Task input:
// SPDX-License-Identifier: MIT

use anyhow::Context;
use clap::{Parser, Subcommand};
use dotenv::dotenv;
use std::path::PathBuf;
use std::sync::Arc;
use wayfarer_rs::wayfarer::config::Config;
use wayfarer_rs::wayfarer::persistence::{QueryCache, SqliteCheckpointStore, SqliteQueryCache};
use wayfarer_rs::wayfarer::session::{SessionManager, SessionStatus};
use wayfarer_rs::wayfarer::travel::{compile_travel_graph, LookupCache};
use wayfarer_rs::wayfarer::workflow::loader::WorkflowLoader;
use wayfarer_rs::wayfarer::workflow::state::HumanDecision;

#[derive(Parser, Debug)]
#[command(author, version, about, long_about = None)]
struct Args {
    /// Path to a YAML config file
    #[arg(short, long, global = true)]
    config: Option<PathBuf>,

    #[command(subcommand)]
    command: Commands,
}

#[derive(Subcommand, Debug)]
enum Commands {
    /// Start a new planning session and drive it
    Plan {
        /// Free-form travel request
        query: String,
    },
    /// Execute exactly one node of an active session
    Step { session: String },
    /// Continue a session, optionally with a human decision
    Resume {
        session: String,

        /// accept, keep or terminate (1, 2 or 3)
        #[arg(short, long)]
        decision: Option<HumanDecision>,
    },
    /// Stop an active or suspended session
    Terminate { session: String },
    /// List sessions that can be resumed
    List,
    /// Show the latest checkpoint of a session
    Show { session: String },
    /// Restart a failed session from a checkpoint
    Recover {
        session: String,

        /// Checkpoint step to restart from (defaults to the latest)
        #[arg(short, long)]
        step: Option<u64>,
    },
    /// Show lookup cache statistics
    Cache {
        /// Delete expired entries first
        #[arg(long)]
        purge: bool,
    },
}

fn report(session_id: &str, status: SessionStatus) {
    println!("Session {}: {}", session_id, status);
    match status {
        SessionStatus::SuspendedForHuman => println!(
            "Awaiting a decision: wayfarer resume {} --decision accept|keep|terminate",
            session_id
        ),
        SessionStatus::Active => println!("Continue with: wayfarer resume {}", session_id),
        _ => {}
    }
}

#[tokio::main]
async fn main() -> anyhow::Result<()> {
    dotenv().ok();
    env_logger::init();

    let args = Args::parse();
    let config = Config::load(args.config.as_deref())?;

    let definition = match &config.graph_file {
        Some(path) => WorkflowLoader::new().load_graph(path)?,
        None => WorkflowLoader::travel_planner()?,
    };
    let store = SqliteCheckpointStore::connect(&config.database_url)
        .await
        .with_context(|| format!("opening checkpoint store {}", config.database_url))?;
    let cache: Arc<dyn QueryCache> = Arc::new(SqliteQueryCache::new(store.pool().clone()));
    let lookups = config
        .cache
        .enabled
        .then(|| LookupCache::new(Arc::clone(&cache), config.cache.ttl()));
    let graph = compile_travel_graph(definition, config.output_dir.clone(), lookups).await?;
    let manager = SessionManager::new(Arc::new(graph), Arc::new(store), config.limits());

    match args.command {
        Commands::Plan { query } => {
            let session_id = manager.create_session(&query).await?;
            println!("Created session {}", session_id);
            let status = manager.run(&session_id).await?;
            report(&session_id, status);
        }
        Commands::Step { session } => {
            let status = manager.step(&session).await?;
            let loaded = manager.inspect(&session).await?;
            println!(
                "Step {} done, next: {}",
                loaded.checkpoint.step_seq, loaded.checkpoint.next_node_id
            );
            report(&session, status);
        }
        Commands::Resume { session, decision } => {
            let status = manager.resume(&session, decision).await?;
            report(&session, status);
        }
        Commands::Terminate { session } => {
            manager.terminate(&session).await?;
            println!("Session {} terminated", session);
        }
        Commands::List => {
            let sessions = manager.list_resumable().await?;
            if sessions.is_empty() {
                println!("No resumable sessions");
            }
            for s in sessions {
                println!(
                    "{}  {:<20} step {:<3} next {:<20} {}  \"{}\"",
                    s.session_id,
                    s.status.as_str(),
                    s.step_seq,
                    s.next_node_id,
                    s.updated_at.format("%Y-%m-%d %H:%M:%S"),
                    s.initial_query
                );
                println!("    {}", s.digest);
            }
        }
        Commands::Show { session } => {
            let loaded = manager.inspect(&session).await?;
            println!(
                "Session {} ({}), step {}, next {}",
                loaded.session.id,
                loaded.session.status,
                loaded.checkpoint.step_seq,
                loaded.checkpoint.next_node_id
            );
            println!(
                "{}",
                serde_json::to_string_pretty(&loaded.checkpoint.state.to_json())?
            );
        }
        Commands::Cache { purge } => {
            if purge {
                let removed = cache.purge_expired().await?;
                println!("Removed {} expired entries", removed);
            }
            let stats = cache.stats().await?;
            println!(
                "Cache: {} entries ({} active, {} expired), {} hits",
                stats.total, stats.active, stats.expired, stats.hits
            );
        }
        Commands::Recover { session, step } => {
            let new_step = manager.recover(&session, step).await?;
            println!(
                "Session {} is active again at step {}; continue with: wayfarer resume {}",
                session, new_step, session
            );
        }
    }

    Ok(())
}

Work to be completed: In the listing above, find each line with "anyhow" and copy it.

Answer for this exercise:
use anyhow::Context;
async fn main() -> anyhow::Result<()> {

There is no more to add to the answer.